As recently as last week, the owners of bars Jimbo Slim and Northern Bell announced they were opening a new brewery at 300 Richardson Street in East Williamsburg called 18th Ward Brewing, while developer Two Trees Management Company said it will bring popular Carroll Gardens-based Other Half Brewing Company to its Domino Sugar Complex in Williamsburg at 1 South 1st Street.

“New York before 2012 was a great beer destination, but for beer that came from all around the world,” said Lauren Grimm, a co-owner of Grimm Artisanal Ales, which recently opened a 7,500-square-foot brewery and taproom at 990 Metropolitan Avenue. “We’re pushing out those out-of-state, out-of-country breweries and people are more interested in local beers.”

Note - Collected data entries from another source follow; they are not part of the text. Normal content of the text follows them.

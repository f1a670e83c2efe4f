//! Companion compatibility process.
//!
//! Some NPClient consumers refuse to talk to the tracker unless a process with
//! a known name is running. The channel starts a small shim executable from
//! the install directory and stops it again on shutdown.

use std::path::{Path, PathBuf};
use std::process::{Child, Command, Stdio};
use std::time::{Duration, Instant};
use tracing::{debug, info, warn};

/// How long shutdown waits for the companion to exit after killing it.
pub const COMPANION_EXIT_TIMEOUT: Duration = Duration::from_millis(100);

#[cfg(windows)]
const COMPANION_PROGRAM: &str = "TrackIR.exe";
#[cfg(not(windows))]
const COMPANION_PROGRAM: &str = "trackir-compat";

/// Control over an external helper process.
pub trait CompanionProcess: Send {
    /// Launch the process. Launch failures are reported, not retried.
    fn start(&mut self) -> std::io::Result<()>;

    fn is_running(&mut self) -> bool;

    /// Kill the process and wait up to `timeout` for it to exit.
    fn terminate(&mut self, timeout: Duration);
}

/// Companion backed by a child process.
#[derive(Debug)]
pub struct ChildCompanion {
    program: PathBuf,
    child: Option<Child>,
}

impl ChildCompanion {
    pub fn new<P: Into<PathBuf>>(program: P) -> Self {
        Self { program: program.into(), child: None }
    }

    /// The platform shim inside `install_dir`.
    pub fn in_install_dir(install_dir: &Path) -> Self {
        Self::new(install_dir.join(COMPANION_PROGRAM))
    }

    pub fn program(&self) -> &Path {
        &self.program
    }
}

impl CompanionProcess for ChildCompanion {
    fn start(&mut self) -> std::io::Result<()> {
        if self.is_running() {
            return Ok(());
        }

        let child = Command::new(&self.program)
            .stdin(Stdio::null())
            .stdout(Stdio::null())
            .stderr(Stdio::null())
            .spawn()?;

        info!(program = %self.program.display(), pid = child.id(), "Started companion process");
        self.child = Some(child);
        Ok(())
    }

    fn is_running(&mut self) -> bool {
        match self.child.as_mut().map(Child::try_wait) {
            Some(Ok(None)) => true,
            Some(Ok(Some(status))) => {
                debug!(%status, "Companion process exited");
                self.child = None;
                false
            }
            Some(Err(e)) => {
                warn!("Failed to query companion process: {}", e);
                false
            }
            None => false,
        }
    }

    fn terminate(&mut self, timeout: Duration) {
        let Some(mut child) = self.child.take() else {
            return;
        };

        if let Err(e) = child.kill() {
            // Already exited; reap below.
            debug!("Companion kill failed: {}", e);
        }

        let deadline = Instant::now() + timeout;
        loop {
            match child.try_wait() {
                Ok(Some(status)) => {
                    debug!(%status, "Companion process stopped");
                    return;
                }
                Ok(None) if Instant::now() < deadline => {
                    std::thread::sleep(Duration::from_millis(5));
                }
                Ok(None) => {
                    warn!(timeout_ms = timeout.as_millis() as u64, "Companion did not exit in time");
                    return;
                }
                Err(e) => {
                    warn!("Failed to wait for companion process: {}", e);
                    return;
                }
            }
        }
    }
}

impl Drop for ChildCompanion {
    fn drop(&mut self) {
        self.terminate(COMPANION_EXIT_TIMEOUT);
    }
}
//! Test doubles for the channel's external collaborators.
//!
//! These stand in for the location registry, the companion process and the
//! region opener so lifecycle behavior can be observed without touching the
//! user's registry or spawning processes.

#![cfg(any(test, feature = "benchmark"))]

use std::io;
use std::sync::atomic::{AtomicUsize, Ordering};
use std::sync::{Arc, Mutex, PoisonError};
use std::time::Duration;

use crate::companion::CompanionProcess;
use crate::install::{ClientKind, LocationRegistry};
use crate::region::{RegionOpener, SharedRegion};
use crate::{ChannelError, Result};

/// Location registry that records every write in a shared log.
#[derive(Debug, Clone, Default)]
pub struct RecordingRegistry {
    writes: Arc<Mutex<Vec<(ClientKind, String)>>>,
}

impl RecordingRegistry {
    pub fn new() -> Self {
        Self::default()
    }

    /// Every `set` call so far, in order.
    pub fn writes(&self) -> Vec<(ClientKind, String)> {
        self.writes.lock().unwrap_or_else(PoisonError::into_inner).clone()
    }
}

impl LocationRegistry for RecordingRegistry {
    fn get(&self, kind: ClientKind) -> Option<String> {
        self.writes().into_iter().rev().find(|(k, _)| *k == kind).map(|(_, path)| path)
    }

    fn set(&mut self, kind: ClientKind, path: &str) -> Result<()> {
        self.writes.lock().unwrap_or_else(PoisonError::into_inner).push((kind, path.to_string()));
        Ok(())
    }
}

/// Companion process that only counts calls.
#[derive(Debug, Clone, Default)]
pub struct FakeCompanion {
    starts: Arc<AtomicUsize>,
    terminations: Arc<AtomicUsize>,
    running: Arc<AtomicUsize>,
}

impl FakeCompanion {
    pub fn new() -> Self {
        Self::default()
    }

    pub fn starts(&self) -> usize {
        self.starts.load(Ordering::SeqCst)
    }

    pub fn terminations(&self) -> usize {
        self.terminations.load(Ordering::SeqCst)
    }
}

impl CompanionProcess for FakeCompanion {
    fn start(&mut self) -> io::Result<()> {
        self.starts.fetch_add(1, Ordering::SeqCst);
        self.running.store(1, Ordering::SeqCst);
        Ok(())
    }

    fn is_running(&mut self) -> bool {
        self.running.load(Ordering::SeqCst) == 1
    }

    fn terminate(&mut self, _timeout: Duration) {
        if self.running.swap(0, Ordering::SeqCst) == 1 {
            self.terminations.fetch_add(1, Ordering::SeqCst);
        }
    }
}

/// Region opener that always fails with `PermissionDenied`.
#[derive(Debug, Clone, Copy, Default)]
pub struct DeniedRegion;

impl RegionOpener for DeniedRegion {
    fn open(&self) -> Result<Box<dyn SharedRegion>> {
        Err(ChannelError::mapping(
            "FT_SharedMem",
            io::Error::new(io::ErrorKind::PermissionDenied, "access denied"),
        ))
    }
}
//! Benchmarks for the per-tick publish path
//!
//! A tick runs on the tracker's hot loop, so it has to stay well under a
//! microsecond. Covers:
//! - Steady-state ticks (freshness counter increment)
//! - Identity-change ticks (calibration lookup, table store, acknowledgment)
//! - Consumer-side reads of the full record
//!
//! Platform: Cross-platform (in-process region, CI-safe)

use criterion::{Criterion, criterion_group, criterion_main};
use posewire::calibration::{CalibrationProvider, GameRegistry};
use posewire::channel::Publisher;
use posewire::region::{LocalRegion, SharedRegion};
use posewire::{CalibrationEntry, ConsumerView, Pose};
use std::hint::black_box;
use std::sync::Arc;

fn publisher(region: &LocalRegion) -> Publisher {
    let games: Arc<dyn CalibrationProvider> = Arc::new(GameRegistry::from_entries(
        (0..64).map(|id| (id, CalibrationEntry::new([id as u8; 8], format!("Game {id}")))),
    ));
    let mut publisher = Publisher::new(games);
    publisher.initialize(region.heap());
    publisher
}

fn bench_steady_tick(c: &mut Criterion) {
    let region = LocalRegion::new();
    let mut publisher = publisher(&region);
    let pose = Pose::new(12.5, -4.0, 1.5, 0.3, -0.2, 1.1);
    publisher.publish(region.heap(), &pose, &pose);

    c.bench_function("publish_steady_tick", |b| {
        b.iter(|| black_box(publisher.publish(region.heap(), black_box(&pose), black_box(&pose))))
    });
}

fn bench_identity_change(c: &mut Criterion) {
    let region = LocalRegion::new();
    let mut publisher = publisher(&region);
    let pose = Pose::default();
    let mut id = 0;

    c.bench_function("publish_identity_change", |b| {
        b.iter(|| {
            id = (id + 1) % 64;
            region.heap().game_id.store(id);
            black_box(publisher.publish(region.heap(), &pose, &pose))
        })
    });
}

fn bench_consumer_read(c: &mut Criterion) {
    let region = LocalRegion::new();
    let _publisher = publisher(&region);
    let consumer = ConsumerView::new(region.clone());

    c.bench_function("consumer_read_record", |b| b.iter(|| black_box(consumer.read())));
}

criterion_group!(benches, bench_steady_tick, bench_identity_change, bench_consumer_read);
criterion_main!(benches);
//! Core value types.
//!
//! - [`Pose`] is what the producer computes (degrees, centimeters)
//! - [`WirePose`] is what consumers read (radians, tenths of a centimeter)
//! - [`CalibrationEntry`] is the per-consumer table and display name
//! - [`ChannelState`] and [`PublishStatus`] describe the producer side
//!
//! ## Usage Example
//!
//! ```rust
//! use posewire::types::{Pose, WirePose};
//!
//! let wire = WirePose::filtered(&Pose::new(10.0, 45.0, 0.0, 1.0, 2.0, 3.0));
//! assert!((wire.yaw + 0.1745).abs() < 1e-4);
//! assert_eq!(wire.x, 10.0);
//! ```

mod calibration;
mod pose;
mod status;

pub use calibration::{CalibrationEntry, UNKNOWN_GAME};
pub use pose::{
    D2R, PITCH_SINGULARITY_CLAMP, PITCH_SINGULARITY_TOLERANCE, POSITION_SCALE, Pose, WirePose,
    is_crossing_90,
};
pub use status::{ChannelState, PublishStatus};

/// One producer tick: the filtered pose and its unfiltered counterpart.
#[derive(Debug, Clone, Copy, Default, PartialEq)]
pub struct PoseSample {
    pub pose: Pose,
    pub raw: Pose,
}

impl PoseSample {
    pub fn new(pose: Pose, raw: Pose) -> Self {
        Self { pose, raw }
    }

    /// A sample whose raw pose equals the filtered one.
    pub fn unfiltered(pose: Pose) -> Self {
        Self { pose, raw: pose }
    }
}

Before 2012, after prohibition, de-industrialization and giants like Budweiser killed beer production in the county, Brooklyn was only home to three breweries: the famous Brooklyn Brewery in Williamsburg (which, while having a highly touted spot at 79 North 11th Street that offered great tours and tastes of the hooch, produced most of its beer out of the city), Sixpoint Brewery in Red Hook (which also contracted out most of its brews) and the now-shuttered commercial brewery Greenpoint Beer Works in Clinton Hill.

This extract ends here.